What needs to be done - Take each line from the entries that holds "derive" and copy it out.

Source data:
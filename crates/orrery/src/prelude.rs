//! Convenience re-exports: `use orrery::prelude::*` for the common items.

// Core
pub use crate::asset::{TextureLoader, load_mesh};
pub use crate::camera::Lens;
pub use crate::component::{
    Bobber, Component, MovementBindings, MovementController, OverlayHider, OverlayRegion, Primitive,
    RotationController, Spinner,
};
pub use crate::config::DemoConfig;
pub use crate::entity::Entity;
pub use crate::error::{OrreryError, Result};
pub use crate::input::{Input, actions};
pub use crate::light::PointLight;
pub use crate::material::Material;
pub use crate::math::{Color, Mat4, Quat, Vec3};
pub use crate::mesh::MeshData;
pub use crate::render::{CommandRecorder, DrawMode, RenderBackend, RenderState};
pub use crate::scene::SceneAssets;
pub use crate::spatial::Spatial;
pub use crate::time::FrameClock;
pub use crate::world::{EntityId, World};

// Windowed (feature-gated)
#[cfg(feature = "window")]
pub use crate::app::App;
#[cfg(feature = "window")]
pub use crate::render::WgpuBackend;
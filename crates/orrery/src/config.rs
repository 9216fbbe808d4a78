//! Demo configuration.
//!
//! [`DemoConfig`] is read from a JSON file (`assets/orrery.json` for the
//! bundled demos). Every field has a default, so a partial file, or none
//! at all, works:
//!
//! ```json
//! {
//!   "title": "orrery",
//!   "clear_color": [46, 36, 63],
//!   "actions": { "moveForward": "w", "shift": "Shift" }
//! }
//! ```
//!
//! `actions` replaces the built-in bindings wholesale when present.

use std::collections::BTreeMap;
use std::path::{Path, PathBuf};

use serde::{Deserialize, Serialize};

use crate::error::Result;
use crate::input::{Input, actions};
use crate::math::Color;

/// Window, input and asset settings for the demo.
#[derive(Debug, Clone, PartialEq, Serialize, Deserialize)]
#[serde(default)]
pub struct DemoConfig {
    pub title: String,
    pub width: u32,
    pub height: u32,
    /// Wait for vertical blank when presenting.
    pub vsync: bool,
    /// Background colour as 8-bit RGB.
    pub clear_color: [u8; 3],
    /// Treat `"a"` and `"A"` as different keys.
    pub case_sensitive_input: bool,
    /// Action name → key.
    pub actions: BTreeMap<String, String>,
    /// Directory holding textures, meshes and skybox faces. Relative paths
    /// resolve against the config file's directory.
    pub assets_dir: PathBuf,
}

impl DemoConfig {
    /// Read a config file.
    pub fn load(path: impl AsRef<Path>) -> Result<Self> {
        let path = path.as_ref();
        let text = std::fs::read_to_string(path)?;
        let mut config: Self = serde_json::from_str(&text)?;
        if config.assets_dir.is_relative() {
            if let Some(parent) = path.parent() {
                config.assets_dir = parent.join(&config.assets_dir);
            }
        }
        log::info!("Loaded config from '{}'", path.display());
        Ok(config)
    }

    /// Read a config file if it exists, otherwise fall back to defaults.
    /// A file that exists but does not parse is still an error.
    pub fn load_or_default(path: impl AsRef<Path>) -> Result<Self> {
        let path = path.as_ref();
        if path.exists() {
            Self::load(path)
        } else {
            log::info!("No config at '{}'; using defaults", path.display());
            Ok(Self::default())
        }
    }

    pub fn clear_color(&self) -> Color {
        let [r, g, b] = self.clear_color;
        Color::from_u8(r, g, b)
    }

    /// Build the input action map from `actions`.
    pub fn input(&self) -> Input {
        Input::from_bindings(
            self.actions.iter().map(|(action, key)| (action.clone(), key.as_str())),
            self.case_sensitive_input,
        )
    }
}

impl Default for DemoConfig {
    fn default() -> Self {
        Self {
            title: "orrery".into(),
            width: 1280,
            height: 720,
            vsync: true,
            clear_color: [46, 36, 63],
            case_sensitive_input: false,
            actions: default_bindings(),
            assets_dir: PathBuf::from("assets"),
        }
    }
}

/// The built-in key bindings.
pub fn default_bindings() -> BTreeMap<String, String> {
    [
        (actions::MOVE_FORWARD, "w"),
        (actions::MOVE_BACK, "s"),
        (actions::MOVE_LEFT, "a"),
        (actions::MOVE_RIGHT, "d"),
        (actions::LIGHT_MOVE_FORWARD, "i"),
        (actions::LIGHT_MOVE_BACK, "k"),
        (actions::LIGHT_MOVE_LEFT, "j"),
        (actions::LIGHT_MOVE_RIGHT, "l"),
        (actions::LIGHT_MOVE_UP, "o"),
        (actions::LIGHT_MOVE_DOWN, "u"),
        (actions::YAW, "x"),
        (actions::PITCH, "y"),
        (actions::ROLL, "z"),
        (actions::SHIFT, "Shift"),
        (actions::RESET, "r"),
        (actions::TOGGLE_WIREFRAME, "f"),
        (actions::HUD_TOGGLE, "h"),
    ]
    .into_iter()
    .map(|(action, key)| (action.to_owned(), key.to_owned()))
    .collect()
}

#[cfg(test)]
mod tests {
    use super::*;

    #[test]
    fn defaults_bind_every_builtin_action() {
        let input = DemoConfig::default().input();
        for action in [
            actions::MOVE_FORWARD,
            actions::LIGHT_MOVE_UP,
            actions::YAW,
            actions::SHIFT,
            actions::RESET,
            actions::TOGGLE_WIREFRAME,
            actions::HUD_TOGGLE,
        ] {
            assert!(input.is_action_up(action), "{action} should be bound");
        }
    }

    #[test]
    fn default_clear_color() {
        let color = DemoConfig::default().clear_color();
        assert_eq!(color, Color::from_u8(46, 36, 63));
    }

    #[test]
    fn partial_json_keeps_other_defaults() {
        let config: DemoConfig = serde_json::from_str(r#"{ "title": "test", "width": 640 }"#).unwrap();
        assert_eq!(config.title, "test");
        assert_eq!(config.width, 640);
        assert_eq!(config.height, 720);
        assert!(config.vsync);
        assert_eq!(config.actions, default_bindings());
    }

    #[test]
    fn missing_file_falls_back_to_defaults() {
        let config = DemoConfig::load_or_default("/nonexistent/orrery.json").unwrap();
        assert_eq!(config, DemoConfig::default());
    }

    #[test]
    fn bundled_config_parses() {
        let path = Path::new(env!("CARGO_MANIFEST_DIR")).join("assets/orrery.json");
        let config = DemoConfig::load(&path).unwrap();
        assert!(config.assets_dir.ends_with("assets"));
        assert!(config.input().key_for(actions::HUD_TOGGLE).is_some());
    }
}
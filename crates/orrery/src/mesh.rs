//! # Mesh: CPU-Side Geometry
//!
//! [`MeshData`] is the in-memory shape every mesh source produces: the
//! built-in generators below, and the JSON loader in
//! [`asset`](crate::asset). It mirrors the buffers a
//! [`Primitive`](crate::component::Primitive) uploads: one flat float array
//! per vertex attribute plus an index array.
//!
//! ```text
//! vertices   [x y z  x y z  ...]   3 floats per vertex
//! normals    [x y z  x y z  ...]   3 floats per vertex (or empty)
//! texCoords  [u v    u v    ...]   2 floats per vertex (or empty)
//! indices    [i j k  ...]          u32, < vertex count
//! ```
//!
//! ## Winding Order and Normals
//!
//! All triangles use counter-clockwise (CCW) winding when viewed from the
//! front face, matching `FrontFace::Ccw` with back-face culling. Flat faces
//! (cube faces, cylinder caps) get their own vertices so that each corner
//! can carry the face normal; sharing vertices across a hard edge would
//! smear the lighting.
//!
//! ## Orientation
//!
//! The cylinder's axis is Z: the demo scene rings spheres around it in the
//! XY plane. The sphere keeps Y as its polar axis.

use serde::{Deserialize, Serialize};

use crate::error::{OrreryError, Result};
use crate::math::Vec3;

/// Flat vertex/index arrays for one mesh.
#[derive(Debug, Clone, Default, PartialEq, Serialize, Deserialize)]
#[serde(rename_all = "camelCase")]
pub struct MeshData {
    pub vertices: Vec<f32>,
    pub indices: Vec<u32>,
    #[serde(default)]
    pub normals: Vec<f32>,
    #[serde(default)]
    pub tex_coords: Vec<f32>,
}

impl MeshData {
    /// Number of vertices (positions / 3).
    pub fn vertex_count(&self) -> usize {
        self.vertices.len() / 3
    }

    /// Check attribute lengths and index ranges.
    pub fn validate(&self) -> Result<()> {
        if self.vertices.len() % 3 != 0 {
            return Err(OrreryError::InvalidMesh(format!(
                "vertex array length {} is not a multiple of 3",
                self.vertices.len()
            )));
        }
        let count = self.vertex_count();
        if !self.normals.is_empty() && self.normals.len() != count * 3 {
            return Err(OrreryError::InvalidMesh(format!(
                "expected {} normal floats, found {}",
                count * 3,
                self.normals.len()
            )));
        }
        if !self.tex_coords.is_empty() && self.tex_coords.len() != count * 2 {
            return Err(OrreryError::InvalidMesh(format!(
                "expected {} texture coordinate floats, found {}",
                count * 2,
                self.tex_coords.len()
            )));
        }
        if let Some(&bad) = self.indices.iter().find(|&&i| i as usize >= count) {
            return Err(OrreryError::InvalidMesh(format!(
                "index {bad} out of range for {count} vertices"
            )));
        }
        Ok(())
    }

    /// Fill missing normals / texture coordinates with zeros so every
    /// attribute buffer covers every vertex.
    pub fn padded(mut self) -> Self {
        let count = self.vertex_count();
        if self.normals.is_empty() {
            self.normals = vec![0.0; count * 3];
        }
        if self.tex_coords.is_empty() {
            self.tex_coords = vec![0.0; count * 2];
        }
        self
    }

    fn with_capacity(vertices: usize, indices: usize) -> Self {
        Self {
            vertices: Vec::with_capacity(vertices * 3),
            indices: Vec::with_capacity(indices),
            normals: Vec::with_capacity(vertices * 3),
            tex_coords: Vec::with_capacity(vertices * 2),
        }
    }

    fn push_vertex(&mut self, position: Vec3, normal: Vec3, uv: [f32; 2]) -> u32 {
        let index = self.vertex_count() as u32;
        self.vertices.extend_from_slice(&position.to_array());
        self.normals.extend_from_slice(&normal.to_array());
        self.tex_coords.extend_from_slice(&uv);
        index
    }
}

/// A cube centered at the origin with side length `size`.
///
/// 24 vertices (4 per face, for correct normals) and 36 indices.
pub fn cube(size: f32) -> MeshData {
    let mut mesh = MeshData::with_capacity(24, 36);
    let h = 0.5 * size;

    // (normal, tangent_u, tangent_v) for each face
    let faces: [(Vec3, Vec3, Vec3); 6] = [
        (Vec3::X, Vec3::NEG_Z, Vec3::Y),
        (Vec3::NEG_X, Vec3::Z, Vec3::Y),
        (Vec3::Y, Vec3::X, Vec3::NEG_Z),
        (Vec3::NEG_Y, Vec3::X, Vec3::Z),
        (Vec3::Z, Vec3::X, Vec3::Y),
        (Vec3::NEG_Z, Vec3::NEG_X, Vec3::Y),
    ];
    let corners = [(-1.0, -1.0), (1.0, -1.0), (1.0, 1.0), (-1.0, 1.0)];
    let uvs = [[0.0, 1.0], [1.0, 1.0], [1.0, 0.0], [0.0, 0.0]];

    for (normal, u_dir, v_dir) in faces {
        let center = normal * h;
        let base = mesh.vertex_count() as u32;
        for ((cu, cv), uv) in corners.iter().zip(uvs) {
            let position = center + u_dir * (cu * h) + v_dir * (cv * h);
            mesh.push_vertex(position, normal, uv);
        }
        mesh.indices
            .extend_from_slice(&[base, base + 1, base + 2, base, base + 2, base + 3]);
    }

    mesh
}

/// A (possibly tapered) cylinder along the Z axis, centered at the origin.
///
/// `slices` divide the circumference, `stacks` divide the height. Both caps
/// are closed with a center fan.
pub fn cylinder(base_radius: f32, top_radius: f32, height: f32, slices: u32, stacks: u32) -> MeshData {
    let slices = slices.max(3);
    let stacks = stacks.max(1);
    let side_vertices = ((stacks + 1) * (slices + 1)) as usize;
    let cap_vertices = 2 * (slices + 1) as usize;
    let index_count = (stacks * slices * 6 + slices * 6) as usize;
    let mut mesh = MeshData::with_capacity(side_vertices + cap_vertices, index_count);

    let tau = std::f32::consts::TAU;
    let half = 0.5 * height;
    // The side normal leans toward the narrow end on a tapered cylinder.
    let slope = if height > 0.0 { (base_radius - top_radius) / height } else { 0.0 };

    // ── Side ──
    for stack in 0..=stacks {
        let t = stack as f32 / stacks as f32;
        let z = -half + t * height;
        let radius = base_radius + (top_radius - base_radius) * t;
        for slice in 0..=slices {
            let u = slice as f32 / slices as f32;
            let (sin, cos) = (u * tau).sin_cos();
            mesh.push_vertex(
                Vec3::new(cos * radius, sin * radius, z),
                Vec3::new(cos, sin, slope).normalize(),
                [u, 1.0 - t],
            );
        }
    }
    for stack in 0..stacks {
        for slice in 0..slices {
            let k1 = stack * (slices + 1) + slice;
            let k2 = k1 + slices + 1;
            mesh.indices
                .extend_from_slice(&[k1, k1 + 1, k2 + 1, k1, k2 + 1, k2]);
        }
    }

    // ── Caps ──
    for (z, radius, normal) in [(-half, base_radius, Vec3::NEG_Z), (half, top_radius, Vec3::Z)] {
        let center = mesh.push_vertex(Vec3::new(0.0, 0.0, z), normal, [0.5, 0.5]);
        for slice in 0..slices {
            let (sin, cos) = (slice as f32 / slices as f32 * tau).sin_cos();
            mesh.push_vertex(
                Vec3::new(cos * radius, sin * radius, z),
                normal,
                [0.5 + cos * 0.5, 0.5 + sin * 0.5],
            );
        }
        for slice in 0..slices {
            let curr = center + 1 + slice;
            let next = center + 1 + (slice + 1) % slices;
            if normal.z > 0.0 {
                mesh.indices.extend_from_slice(&[center, curr, next]);
            } else {
                // Seen from below the winding flips.
                mesh.indices.extend_from_slice(&[center, next, curr]);
            }
        }
    }

    mesh
}

/// A UV sphere centered at the origin.
///
/// `slices` are longitude divisions, `stacks` latitude divisions. U wraps
/// around longitude, V runs from the north pole (0) to the south pole (1).
pub fn sphere(radius: f32, slices: u32, stacks: u32) -> MeshData {
    let slices = slices.max(3);
    let stacks = stacks.max(2);
    let mut mesh = MeshData::with_capacity(
        ((stacks + 1) * (slices + 1)) as usize,
        (stacks * slices * 6) as usize,
    );

    for stack in 0..=stacks {
        let v = stack as f32 / stacks as f32;
        let phi = v * std::f32::consts::PI;
        for slice in 0..=slices {
            let u = slice as f32 / slices as f32;
            let theta = u * std::f32::consts::TAU;
            let normal = Vec3::new(phi.sin() * theta.cos(), phi.cos(), phi.sin() * theta.sin());
            mesh.push_vertex(normal * radius, normal, [u, v]);
        }
    }

    for stack in 0..stacks {
        for slice in 0..slices {
            let current = stack * (slices + 1) + slice;
            let next = current + slices + 1;
            mesh.indices.extend_from_slice(&[current, next, current + 1]);
            mesh.indices.extend_from_slice(&[current + 1, next, next + 1]);
        }
    }

    mesh
}

#[cfg(test)]
mod tests {
    use super::*;

    fn assert_unit_normals(mesh: &MeshData) {
        for n in mesh.normals.chunks(3) {
            let len = Vec3::new(n[0], n[1], n[2]).length();
            assert!((len - 1.0).abs() < 1e-5, "normal should be unit length, got {len}");
        }
    }

    #[test]
    fn cube_has_correct_counts() {
        let mesh = cube(1.0);
        assert_eq!(mesh.vertex_count(), 24, "cube should have 24 vertices (4 per face)");
        assert_eq!(mesh.indices.len(), 36, "cube should have 36 indices (6 per face)");
        mesh.validate().unwrap();
        assert_unit_normals(&mesh);
    }

    #[test]
    fn cube_size_scales_positions() {
        let mesh = cube(3.0);
        let max = mesh.vertices.iter().cloned().fold(f32::MIN, f32::max);
        assert!((max - 1.5).abs() < 1e-6);
    }

    #[test]
    fn cylinder_counts_and_ranges() {
        let mesh = cylinder(1.0, 1.0, 2.0, 36, 1);
        assert_eq!(mesh.vertex_count(), 2 * 37 + 2 * 37);
        assert_eq!(mesh.indices.len(), 36 * 6 + 36 * 6);
        mesh.validate().unwrap();
        assert_unit_normals(&mesh);
    }

    #[test]
    fn cylinder_spans_height_along_z() {
        let mesh = cylinder(1.0, 0.5, 2.0, 8, 3);
        let zs: Vec<f32> = mesh.vertices.chunks(3).map(|p| p[2]).collect();
        let min = zs.iter().cloned().fold(f32::MAX, f32::min);
        let max = zs.iter().cloned().fold(f32::MIN, f32::max);
        assert!((min + 1.0).abs() < 1e-6);
        assert!((max - 1.0).abs() < 1e-6);
        assert_unit_normals(&mesh);
    }

    #[test]
    fn sphere_has_correct_counts() {
        let mesh = sphere(0.75, 18, 18);
        assert_eq!(mesh.vertex_count(), 19 * 19);
        assert_eq!(mesh.indices.len(), 18 * 18 * 6);
        mesh.validate().unwrap();
        assert_unit_normals(&mesh);
    }

    #[test]
    fn sphere_positions_lie_on_radius() {
        let mesh = sphere(0.75, 8, 4);
        for p in mesh.vertices.chunks(3) {
            let len = Vec3::new(p[0], p[1], p[2]).length();
            assert!((len - 0.75).abs() < 1e-5);
        }
    }

    #[test]
    fn validate_rejects_out_of_range_index() {
        let mesh = MeshData {
            vertices: vec![0.0; 9],
            indices: vec![0, 1, 3],
            ..Default::default()
        };
        assert!(matches!(mesh.validate(), Err(OrreryError::InvalidMesh(_))));
    }

    #[test]
    fn validate_rejects_mismatched_normals() {
        let mesh = MeshData {
            vertices: vec![0.0; 9],
            indices: vec![0, 1, 2],
            normals: vec![0.0; 6],
            tex_coords: Vec::new(),
        };
        assert!(mesh.validate().is_err());
    }

    #[test]
    fn padded_fills_missing_attributes() {
        let mesh = MeshData {
            vertices: vec![0.0; 12],
            indices: vec![0, 1, 2, 0, 2, 3],
            ..Default::default()
        }
        .padded();
        assert_eq!(mesh.normals.len(), 12);
        assert_eq!(mesh.tex_coords.len(), 8);
        mesh.validate().unwrap();
    }
}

Completed task -
#[derive(Debug, Clone, PartialEq, Serialize, Deserialize)]
#[derive(Debug, Clone, Default, PartialEq, Serialize, Deserialize)]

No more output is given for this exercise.